■ To do
From the listing below, set down exactly the lines between the one holding "repository 3de65e5067f5ebe1" and the one holding "use crate::interp::Interp;", inclusive. No other line is wanted.

■ Source data
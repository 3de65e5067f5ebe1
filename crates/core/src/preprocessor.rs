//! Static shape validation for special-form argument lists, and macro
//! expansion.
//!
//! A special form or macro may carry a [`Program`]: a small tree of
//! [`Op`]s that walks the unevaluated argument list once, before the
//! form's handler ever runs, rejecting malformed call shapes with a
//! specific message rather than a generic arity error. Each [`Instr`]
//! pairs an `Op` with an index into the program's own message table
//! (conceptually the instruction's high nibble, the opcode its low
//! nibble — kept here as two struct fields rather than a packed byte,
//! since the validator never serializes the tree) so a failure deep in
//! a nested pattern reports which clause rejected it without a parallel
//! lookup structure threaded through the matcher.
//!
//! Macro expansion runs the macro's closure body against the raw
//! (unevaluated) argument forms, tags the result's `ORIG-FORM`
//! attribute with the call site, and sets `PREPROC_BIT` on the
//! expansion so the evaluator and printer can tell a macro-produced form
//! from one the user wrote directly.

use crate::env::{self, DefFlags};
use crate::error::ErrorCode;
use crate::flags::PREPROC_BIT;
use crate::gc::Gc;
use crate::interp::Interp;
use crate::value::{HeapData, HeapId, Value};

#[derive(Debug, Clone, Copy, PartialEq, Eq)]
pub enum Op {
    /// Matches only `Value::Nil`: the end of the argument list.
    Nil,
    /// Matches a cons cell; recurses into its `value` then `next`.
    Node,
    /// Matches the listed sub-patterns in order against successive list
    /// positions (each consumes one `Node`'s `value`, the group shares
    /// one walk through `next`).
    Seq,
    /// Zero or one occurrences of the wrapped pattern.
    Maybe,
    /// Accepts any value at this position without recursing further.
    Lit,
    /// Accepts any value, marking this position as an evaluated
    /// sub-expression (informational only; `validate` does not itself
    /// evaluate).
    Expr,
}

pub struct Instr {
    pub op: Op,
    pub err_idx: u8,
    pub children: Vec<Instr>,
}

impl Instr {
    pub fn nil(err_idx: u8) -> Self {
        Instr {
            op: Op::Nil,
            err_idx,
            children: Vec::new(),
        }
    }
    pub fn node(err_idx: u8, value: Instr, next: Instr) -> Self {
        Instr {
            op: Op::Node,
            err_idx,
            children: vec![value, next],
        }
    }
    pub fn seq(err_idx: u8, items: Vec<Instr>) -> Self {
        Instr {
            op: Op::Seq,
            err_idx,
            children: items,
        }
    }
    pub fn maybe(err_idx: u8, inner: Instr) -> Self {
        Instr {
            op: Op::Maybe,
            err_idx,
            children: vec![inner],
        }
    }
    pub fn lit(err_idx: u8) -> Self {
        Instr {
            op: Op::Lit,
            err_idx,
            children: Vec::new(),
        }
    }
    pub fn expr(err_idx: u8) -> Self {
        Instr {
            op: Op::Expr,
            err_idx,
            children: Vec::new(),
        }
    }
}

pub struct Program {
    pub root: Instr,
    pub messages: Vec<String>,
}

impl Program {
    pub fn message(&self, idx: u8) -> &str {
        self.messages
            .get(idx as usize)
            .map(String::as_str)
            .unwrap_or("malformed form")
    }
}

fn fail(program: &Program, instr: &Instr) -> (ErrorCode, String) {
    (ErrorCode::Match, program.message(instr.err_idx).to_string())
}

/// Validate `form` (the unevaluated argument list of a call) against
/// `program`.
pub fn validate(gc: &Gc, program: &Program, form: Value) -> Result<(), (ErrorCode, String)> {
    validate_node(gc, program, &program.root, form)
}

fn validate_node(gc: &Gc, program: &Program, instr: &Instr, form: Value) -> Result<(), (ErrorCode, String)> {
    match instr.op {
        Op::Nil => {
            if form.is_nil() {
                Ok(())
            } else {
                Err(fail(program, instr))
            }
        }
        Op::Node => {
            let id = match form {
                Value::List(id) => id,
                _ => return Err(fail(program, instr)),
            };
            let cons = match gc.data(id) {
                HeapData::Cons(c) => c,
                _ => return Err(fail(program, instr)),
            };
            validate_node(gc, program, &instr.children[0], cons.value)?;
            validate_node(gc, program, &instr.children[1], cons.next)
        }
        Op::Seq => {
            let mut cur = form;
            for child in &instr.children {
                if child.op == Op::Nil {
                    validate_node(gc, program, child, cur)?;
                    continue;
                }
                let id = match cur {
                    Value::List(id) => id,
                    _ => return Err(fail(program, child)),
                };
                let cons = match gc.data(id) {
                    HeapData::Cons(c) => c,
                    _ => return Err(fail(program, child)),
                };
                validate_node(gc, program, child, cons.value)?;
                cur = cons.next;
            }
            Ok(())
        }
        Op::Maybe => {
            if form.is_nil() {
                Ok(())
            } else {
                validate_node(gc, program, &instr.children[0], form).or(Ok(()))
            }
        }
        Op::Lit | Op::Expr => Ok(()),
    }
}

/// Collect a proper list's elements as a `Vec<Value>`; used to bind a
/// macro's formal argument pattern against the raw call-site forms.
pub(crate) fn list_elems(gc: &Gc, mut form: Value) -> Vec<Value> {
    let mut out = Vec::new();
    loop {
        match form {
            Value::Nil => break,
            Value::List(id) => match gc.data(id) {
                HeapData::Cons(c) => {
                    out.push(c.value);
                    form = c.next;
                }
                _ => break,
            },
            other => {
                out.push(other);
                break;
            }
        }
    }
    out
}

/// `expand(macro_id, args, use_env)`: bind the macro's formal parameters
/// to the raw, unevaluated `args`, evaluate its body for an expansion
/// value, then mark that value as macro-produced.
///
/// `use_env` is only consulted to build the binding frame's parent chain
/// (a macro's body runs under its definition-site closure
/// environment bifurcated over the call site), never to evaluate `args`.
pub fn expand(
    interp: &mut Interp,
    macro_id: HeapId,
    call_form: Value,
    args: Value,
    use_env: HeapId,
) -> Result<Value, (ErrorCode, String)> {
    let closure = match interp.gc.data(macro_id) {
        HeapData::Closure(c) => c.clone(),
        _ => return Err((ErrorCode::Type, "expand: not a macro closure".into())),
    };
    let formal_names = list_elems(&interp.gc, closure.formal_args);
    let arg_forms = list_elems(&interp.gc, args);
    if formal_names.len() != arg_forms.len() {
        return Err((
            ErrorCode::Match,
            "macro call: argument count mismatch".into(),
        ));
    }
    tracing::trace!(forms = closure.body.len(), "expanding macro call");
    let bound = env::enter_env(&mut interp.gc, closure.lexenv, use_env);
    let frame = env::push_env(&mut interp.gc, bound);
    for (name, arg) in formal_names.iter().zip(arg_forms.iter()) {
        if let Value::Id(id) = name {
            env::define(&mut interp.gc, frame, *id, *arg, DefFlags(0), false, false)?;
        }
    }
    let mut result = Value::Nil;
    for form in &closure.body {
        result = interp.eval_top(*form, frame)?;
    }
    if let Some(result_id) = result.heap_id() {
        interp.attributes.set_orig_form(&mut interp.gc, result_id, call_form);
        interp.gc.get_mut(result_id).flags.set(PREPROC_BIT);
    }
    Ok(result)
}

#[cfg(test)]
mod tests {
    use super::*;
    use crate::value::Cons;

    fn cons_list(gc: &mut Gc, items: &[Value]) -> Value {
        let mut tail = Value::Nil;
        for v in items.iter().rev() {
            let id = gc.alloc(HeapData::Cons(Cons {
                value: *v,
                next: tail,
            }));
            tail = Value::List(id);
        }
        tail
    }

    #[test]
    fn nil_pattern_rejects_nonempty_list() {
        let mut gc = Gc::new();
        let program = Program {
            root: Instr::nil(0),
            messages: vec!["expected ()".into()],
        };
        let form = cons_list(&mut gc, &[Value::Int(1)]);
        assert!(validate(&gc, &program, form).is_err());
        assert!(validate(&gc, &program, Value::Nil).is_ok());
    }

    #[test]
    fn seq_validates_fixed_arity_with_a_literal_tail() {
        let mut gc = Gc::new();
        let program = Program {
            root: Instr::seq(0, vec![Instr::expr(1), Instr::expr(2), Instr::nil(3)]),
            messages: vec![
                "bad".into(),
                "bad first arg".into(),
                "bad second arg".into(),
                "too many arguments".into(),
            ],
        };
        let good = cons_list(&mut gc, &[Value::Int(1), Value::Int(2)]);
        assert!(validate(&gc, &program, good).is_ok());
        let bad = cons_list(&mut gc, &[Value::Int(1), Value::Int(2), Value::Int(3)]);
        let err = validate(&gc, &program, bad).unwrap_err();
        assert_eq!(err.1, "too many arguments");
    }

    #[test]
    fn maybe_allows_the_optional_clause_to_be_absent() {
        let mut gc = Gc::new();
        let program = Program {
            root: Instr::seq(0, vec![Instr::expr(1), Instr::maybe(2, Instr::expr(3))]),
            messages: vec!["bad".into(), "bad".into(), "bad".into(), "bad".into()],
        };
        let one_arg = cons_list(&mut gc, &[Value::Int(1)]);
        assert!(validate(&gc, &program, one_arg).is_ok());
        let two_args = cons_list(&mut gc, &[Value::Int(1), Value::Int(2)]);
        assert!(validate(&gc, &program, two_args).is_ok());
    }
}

==

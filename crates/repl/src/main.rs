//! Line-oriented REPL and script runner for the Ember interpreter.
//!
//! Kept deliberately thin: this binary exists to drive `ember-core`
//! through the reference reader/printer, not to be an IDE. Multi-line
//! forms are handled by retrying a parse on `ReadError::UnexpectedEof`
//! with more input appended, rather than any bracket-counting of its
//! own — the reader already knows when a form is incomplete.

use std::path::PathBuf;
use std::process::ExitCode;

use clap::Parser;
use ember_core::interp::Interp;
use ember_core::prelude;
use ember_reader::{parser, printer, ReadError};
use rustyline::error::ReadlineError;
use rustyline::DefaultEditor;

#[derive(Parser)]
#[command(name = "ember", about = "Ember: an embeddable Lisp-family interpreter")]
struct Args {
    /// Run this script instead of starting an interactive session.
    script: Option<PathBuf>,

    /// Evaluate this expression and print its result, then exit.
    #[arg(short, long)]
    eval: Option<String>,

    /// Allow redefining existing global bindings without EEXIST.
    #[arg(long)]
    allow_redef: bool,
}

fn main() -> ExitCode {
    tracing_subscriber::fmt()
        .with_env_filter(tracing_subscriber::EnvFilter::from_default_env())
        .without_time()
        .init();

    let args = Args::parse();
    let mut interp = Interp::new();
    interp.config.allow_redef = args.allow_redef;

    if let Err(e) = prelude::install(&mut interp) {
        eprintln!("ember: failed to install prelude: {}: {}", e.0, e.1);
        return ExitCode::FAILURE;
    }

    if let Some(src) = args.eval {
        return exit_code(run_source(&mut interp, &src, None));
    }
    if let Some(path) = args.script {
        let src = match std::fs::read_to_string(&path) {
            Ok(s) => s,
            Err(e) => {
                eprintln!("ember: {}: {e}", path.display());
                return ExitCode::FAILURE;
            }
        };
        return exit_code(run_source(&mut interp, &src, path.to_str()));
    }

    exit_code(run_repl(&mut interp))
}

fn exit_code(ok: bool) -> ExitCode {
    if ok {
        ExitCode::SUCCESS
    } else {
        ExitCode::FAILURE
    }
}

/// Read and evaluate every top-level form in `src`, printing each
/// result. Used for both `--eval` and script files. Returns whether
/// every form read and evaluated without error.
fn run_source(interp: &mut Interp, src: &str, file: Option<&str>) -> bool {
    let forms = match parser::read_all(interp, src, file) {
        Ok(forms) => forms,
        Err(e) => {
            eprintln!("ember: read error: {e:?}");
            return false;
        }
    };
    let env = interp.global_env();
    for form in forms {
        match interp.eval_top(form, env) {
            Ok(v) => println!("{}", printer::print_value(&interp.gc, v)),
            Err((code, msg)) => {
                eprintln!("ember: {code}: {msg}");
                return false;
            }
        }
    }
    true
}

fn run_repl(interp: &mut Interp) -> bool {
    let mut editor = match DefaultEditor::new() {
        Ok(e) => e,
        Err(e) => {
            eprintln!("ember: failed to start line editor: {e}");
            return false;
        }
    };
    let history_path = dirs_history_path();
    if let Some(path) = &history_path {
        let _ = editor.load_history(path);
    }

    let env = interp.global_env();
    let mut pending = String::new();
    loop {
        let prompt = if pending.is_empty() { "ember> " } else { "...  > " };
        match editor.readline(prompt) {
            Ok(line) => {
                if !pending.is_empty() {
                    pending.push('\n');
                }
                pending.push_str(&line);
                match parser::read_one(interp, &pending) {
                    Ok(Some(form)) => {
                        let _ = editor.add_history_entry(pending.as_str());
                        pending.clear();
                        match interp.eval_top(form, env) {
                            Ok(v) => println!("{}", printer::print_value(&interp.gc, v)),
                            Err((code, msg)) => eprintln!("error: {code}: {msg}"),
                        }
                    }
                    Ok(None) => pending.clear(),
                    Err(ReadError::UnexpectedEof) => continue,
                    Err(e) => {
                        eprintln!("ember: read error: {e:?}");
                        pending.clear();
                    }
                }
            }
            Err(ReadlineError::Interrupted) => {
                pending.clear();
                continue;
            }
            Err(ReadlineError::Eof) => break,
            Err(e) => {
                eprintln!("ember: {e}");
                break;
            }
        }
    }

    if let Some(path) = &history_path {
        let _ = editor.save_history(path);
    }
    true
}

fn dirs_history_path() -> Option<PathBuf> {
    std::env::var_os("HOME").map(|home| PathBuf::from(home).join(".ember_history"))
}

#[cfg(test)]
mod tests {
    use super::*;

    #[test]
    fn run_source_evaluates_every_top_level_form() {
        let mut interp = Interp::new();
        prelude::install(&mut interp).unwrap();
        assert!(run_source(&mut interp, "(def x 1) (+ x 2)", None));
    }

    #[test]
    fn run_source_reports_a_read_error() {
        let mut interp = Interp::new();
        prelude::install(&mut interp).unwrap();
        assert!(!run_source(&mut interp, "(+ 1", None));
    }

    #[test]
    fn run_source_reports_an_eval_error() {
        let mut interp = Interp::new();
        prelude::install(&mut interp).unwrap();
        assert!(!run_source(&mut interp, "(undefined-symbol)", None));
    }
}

■ Answer space
repository 3de65e5067f5ebe1
filename crates/core/src/preprocessor.rs
//! Static shape validation for special-form argument lists, and macro
//! expansion.
//!
//! A special form or macro may carry a [`Program`]: a small tree of
//! [`Op`]s that walks the unevaluated argument list once, before the
//! form's handler ever runs, rejecting malformed call shapes with a
//! specific message rather than a generic arity error. Each [`Instr`]
//! pairs an `Op` with an index into the program's own message table
//! (conceptually the instruction's high nibble, the opcode its low
//! nibble — kept here as two struct fields rather than a packed byte,
//! since the validator never serializes the tree) so a failure deep in
//! a nested pattern reports which clause rejected it without a parallel
//! lookup structure threaded through the matcher.
//!
//! Macro expansion runs the macro's closure body against the raw
//! (unevaluated) argument forms, tags the result's `ORIG-FORM`
//! attribute with the call site, and sets `PREPROC_BIT` on the
//! expansion so the evaluator and printer can tell a macro-produced form
//! from one the user wrote directly.

use crate::env::{self, DefFlags};
use crate::error::ErrorCode;
use crate::flags::PREPROC_BIT;
use crate::gc::Gc;
use crate::interp::Interp;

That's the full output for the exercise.